_MATERIAL FOR THE TASK_
↓
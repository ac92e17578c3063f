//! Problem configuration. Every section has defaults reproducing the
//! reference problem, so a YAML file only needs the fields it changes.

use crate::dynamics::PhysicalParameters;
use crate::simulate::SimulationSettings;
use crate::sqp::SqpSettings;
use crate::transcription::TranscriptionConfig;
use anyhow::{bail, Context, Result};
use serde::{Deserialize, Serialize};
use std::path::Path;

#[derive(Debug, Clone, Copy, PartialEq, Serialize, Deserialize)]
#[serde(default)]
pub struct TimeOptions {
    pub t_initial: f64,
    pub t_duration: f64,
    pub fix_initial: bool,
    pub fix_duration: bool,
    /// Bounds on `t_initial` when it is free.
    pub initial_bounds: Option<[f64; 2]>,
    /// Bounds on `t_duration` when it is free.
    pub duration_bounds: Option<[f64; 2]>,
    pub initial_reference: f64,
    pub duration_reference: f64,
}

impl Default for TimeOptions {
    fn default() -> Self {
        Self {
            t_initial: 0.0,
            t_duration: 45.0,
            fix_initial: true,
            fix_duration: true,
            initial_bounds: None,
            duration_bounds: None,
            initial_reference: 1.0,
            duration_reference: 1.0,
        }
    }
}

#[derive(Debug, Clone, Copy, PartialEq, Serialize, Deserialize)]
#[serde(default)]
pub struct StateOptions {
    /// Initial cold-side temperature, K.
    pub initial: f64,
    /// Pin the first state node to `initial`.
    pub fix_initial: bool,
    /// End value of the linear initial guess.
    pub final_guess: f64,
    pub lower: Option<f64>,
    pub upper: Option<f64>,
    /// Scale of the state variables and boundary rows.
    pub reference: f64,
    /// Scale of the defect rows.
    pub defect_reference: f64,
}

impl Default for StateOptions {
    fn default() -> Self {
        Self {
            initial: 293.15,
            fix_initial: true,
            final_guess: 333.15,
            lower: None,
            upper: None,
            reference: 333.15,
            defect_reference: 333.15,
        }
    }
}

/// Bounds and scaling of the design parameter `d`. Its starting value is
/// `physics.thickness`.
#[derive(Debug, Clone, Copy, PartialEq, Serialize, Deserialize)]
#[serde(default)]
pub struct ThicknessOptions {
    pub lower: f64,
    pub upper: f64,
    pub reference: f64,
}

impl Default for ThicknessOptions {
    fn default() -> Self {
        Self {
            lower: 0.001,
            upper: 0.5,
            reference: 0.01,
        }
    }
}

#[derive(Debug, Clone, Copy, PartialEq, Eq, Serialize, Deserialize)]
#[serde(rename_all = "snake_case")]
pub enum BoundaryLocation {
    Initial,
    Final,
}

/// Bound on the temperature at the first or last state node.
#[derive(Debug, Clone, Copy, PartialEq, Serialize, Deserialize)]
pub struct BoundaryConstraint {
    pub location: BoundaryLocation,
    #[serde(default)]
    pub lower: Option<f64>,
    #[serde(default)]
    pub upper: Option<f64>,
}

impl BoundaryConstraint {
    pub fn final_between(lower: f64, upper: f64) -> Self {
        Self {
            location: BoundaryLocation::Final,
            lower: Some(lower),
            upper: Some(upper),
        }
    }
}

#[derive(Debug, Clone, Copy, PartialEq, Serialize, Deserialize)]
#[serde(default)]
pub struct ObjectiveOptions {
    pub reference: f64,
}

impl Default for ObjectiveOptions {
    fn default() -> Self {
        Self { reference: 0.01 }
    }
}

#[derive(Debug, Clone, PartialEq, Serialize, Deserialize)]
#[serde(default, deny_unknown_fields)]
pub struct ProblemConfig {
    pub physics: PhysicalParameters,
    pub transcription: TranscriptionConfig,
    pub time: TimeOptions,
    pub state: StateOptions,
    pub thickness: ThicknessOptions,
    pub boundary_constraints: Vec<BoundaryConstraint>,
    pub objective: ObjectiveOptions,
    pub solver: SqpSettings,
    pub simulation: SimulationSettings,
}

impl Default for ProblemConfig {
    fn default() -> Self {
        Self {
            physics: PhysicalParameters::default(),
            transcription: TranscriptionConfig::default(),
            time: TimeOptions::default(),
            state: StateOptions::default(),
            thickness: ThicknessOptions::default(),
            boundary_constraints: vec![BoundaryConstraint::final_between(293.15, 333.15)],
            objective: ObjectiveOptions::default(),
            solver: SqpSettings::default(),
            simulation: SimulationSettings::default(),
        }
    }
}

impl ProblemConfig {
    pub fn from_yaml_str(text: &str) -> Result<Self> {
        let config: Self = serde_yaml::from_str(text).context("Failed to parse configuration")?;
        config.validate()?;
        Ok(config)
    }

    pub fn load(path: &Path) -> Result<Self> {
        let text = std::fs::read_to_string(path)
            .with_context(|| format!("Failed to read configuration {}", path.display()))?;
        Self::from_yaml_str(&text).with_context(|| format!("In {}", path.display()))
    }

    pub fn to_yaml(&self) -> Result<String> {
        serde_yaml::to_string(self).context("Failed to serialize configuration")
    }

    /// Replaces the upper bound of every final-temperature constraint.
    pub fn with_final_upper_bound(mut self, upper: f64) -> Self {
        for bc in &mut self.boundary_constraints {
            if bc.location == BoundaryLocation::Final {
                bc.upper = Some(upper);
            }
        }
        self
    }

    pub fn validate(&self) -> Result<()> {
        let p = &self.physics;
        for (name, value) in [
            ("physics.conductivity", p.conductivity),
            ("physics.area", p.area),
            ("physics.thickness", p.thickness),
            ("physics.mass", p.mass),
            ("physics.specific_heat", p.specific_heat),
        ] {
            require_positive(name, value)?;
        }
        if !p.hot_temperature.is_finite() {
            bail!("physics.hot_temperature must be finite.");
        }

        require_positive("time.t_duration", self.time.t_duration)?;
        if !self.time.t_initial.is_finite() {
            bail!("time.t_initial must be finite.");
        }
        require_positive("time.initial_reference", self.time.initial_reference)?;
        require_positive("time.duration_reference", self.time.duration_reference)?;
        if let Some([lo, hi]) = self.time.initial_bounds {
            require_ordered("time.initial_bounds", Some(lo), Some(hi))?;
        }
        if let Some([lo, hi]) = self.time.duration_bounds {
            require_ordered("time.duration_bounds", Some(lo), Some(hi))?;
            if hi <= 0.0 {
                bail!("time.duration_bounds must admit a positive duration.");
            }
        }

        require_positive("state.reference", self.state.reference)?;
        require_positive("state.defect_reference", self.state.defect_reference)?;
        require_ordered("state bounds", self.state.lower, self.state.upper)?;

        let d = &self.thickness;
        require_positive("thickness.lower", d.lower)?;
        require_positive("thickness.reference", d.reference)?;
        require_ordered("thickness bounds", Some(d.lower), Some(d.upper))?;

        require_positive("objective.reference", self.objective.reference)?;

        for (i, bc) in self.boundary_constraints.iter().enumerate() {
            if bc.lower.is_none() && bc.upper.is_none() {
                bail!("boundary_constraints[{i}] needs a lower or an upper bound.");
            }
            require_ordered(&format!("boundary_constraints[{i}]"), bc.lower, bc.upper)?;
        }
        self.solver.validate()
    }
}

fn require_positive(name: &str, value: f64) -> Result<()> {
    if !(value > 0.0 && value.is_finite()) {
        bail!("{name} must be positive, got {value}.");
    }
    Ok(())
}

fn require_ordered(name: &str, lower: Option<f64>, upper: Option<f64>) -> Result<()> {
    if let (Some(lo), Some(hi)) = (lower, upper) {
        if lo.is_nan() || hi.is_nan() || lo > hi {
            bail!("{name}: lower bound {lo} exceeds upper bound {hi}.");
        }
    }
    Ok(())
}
↑
_EXERCISE_
From the top of the material above, please transcribe each line exactly. Include the line with "use crate::simulate::SimulationSettings;" and end there.

_RESULT BELOW_
repository ac92e17578c3063f
//! Problem configuration. Every section has defaults reproducing the
//! reference problem, so a YAML file only needs the fields it changes.

use crate::dynamics::PhysicalParameters;
use crate::simulate::SimulationSettings;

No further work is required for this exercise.